◆ Material for this exercise:

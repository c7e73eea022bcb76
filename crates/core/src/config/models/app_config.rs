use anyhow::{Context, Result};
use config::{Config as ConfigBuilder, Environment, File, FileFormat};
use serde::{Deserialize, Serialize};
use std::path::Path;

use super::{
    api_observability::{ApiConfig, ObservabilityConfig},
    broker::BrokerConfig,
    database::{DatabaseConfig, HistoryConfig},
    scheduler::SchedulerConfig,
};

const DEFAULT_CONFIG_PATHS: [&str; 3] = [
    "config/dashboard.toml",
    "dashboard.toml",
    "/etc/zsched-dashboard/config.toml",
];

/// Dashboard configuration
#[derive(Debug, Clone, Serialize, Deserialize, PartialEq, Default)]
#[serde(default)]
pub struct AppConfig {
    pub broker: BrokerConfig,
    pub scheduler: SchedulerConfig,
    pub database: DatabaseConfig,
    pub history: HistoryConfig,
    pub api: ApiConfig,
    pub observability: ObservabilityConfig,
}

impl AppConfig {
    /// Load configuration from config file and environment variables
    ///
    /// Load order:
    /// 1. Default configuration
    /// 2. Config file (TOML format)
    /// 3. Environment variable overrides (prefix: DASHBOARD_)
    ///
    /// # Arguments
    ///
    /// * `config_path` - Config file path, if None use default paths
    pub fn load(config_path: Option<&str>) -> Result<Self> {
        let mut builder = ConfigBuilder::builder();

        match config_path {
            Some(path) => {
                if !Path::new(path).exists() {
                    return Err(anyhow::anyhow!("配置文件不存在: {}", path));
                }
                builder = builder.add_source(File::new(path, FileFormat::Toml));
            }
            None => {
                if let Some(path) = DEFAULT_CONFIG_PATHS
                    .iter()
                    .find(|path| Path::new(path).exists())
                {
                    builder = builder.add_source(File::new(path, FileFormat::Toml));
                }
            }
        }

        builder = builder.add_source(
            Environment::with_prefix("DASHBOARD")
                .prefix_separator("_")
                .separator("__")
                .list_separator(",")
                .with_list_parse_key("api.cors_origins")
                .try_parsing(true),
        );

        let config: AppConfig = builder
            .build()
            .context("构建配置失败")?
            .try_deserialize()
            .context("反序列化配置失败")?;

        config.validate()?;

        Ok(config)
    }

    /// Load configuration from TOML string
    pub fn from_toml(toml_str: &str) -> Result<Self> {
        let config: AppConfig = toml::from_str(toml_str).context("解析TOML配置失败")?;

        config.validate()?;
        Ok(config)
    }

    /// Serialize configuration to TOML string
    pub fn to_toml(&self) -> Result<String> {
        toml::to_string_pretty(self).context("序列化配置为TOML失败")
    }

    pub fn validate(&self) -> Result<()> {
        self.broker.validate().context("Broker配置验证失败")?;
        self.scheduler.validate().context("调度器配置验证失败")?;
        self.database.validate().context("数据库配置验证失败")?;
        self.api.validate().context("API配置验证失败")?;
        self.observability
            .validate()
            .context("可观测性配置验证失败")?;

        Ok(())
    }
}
* * *
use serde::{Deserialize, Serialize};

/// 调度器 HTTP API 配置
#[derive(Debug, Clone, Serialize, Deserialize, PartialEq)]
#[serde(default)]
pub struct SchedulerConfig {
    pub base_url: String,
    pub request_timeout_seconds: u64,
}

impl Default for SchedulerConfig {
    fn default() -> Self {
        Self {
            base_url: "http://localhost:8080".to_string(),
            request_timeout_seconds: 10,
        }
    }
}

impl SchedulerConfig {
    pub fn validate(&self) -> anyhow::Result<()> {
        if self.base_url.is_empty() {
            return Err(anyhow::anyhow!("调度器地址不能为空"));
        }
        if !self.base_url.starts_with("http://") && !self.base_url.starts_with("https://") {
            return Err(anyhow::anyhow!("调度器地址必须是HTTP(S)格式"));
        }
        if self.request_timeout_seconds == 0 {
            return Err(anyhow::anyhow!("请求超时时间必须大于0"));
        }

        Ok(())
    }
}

◆ Your instructions:
Check each line of the material for the word "return". Copy the ones that have it.

◆ Result of this task:
                    return Err(anyhow::anyhow!("配置文件不存在: {}", path));
            return Err(anyhow::anyhow!("调度器地址不能为空"));
            return Err(anyhow::anyhow!("调度器地址必须是HTTP(S)格式"));
            return Err(anyhow::anyhow!("请求超时时间必须大于0"));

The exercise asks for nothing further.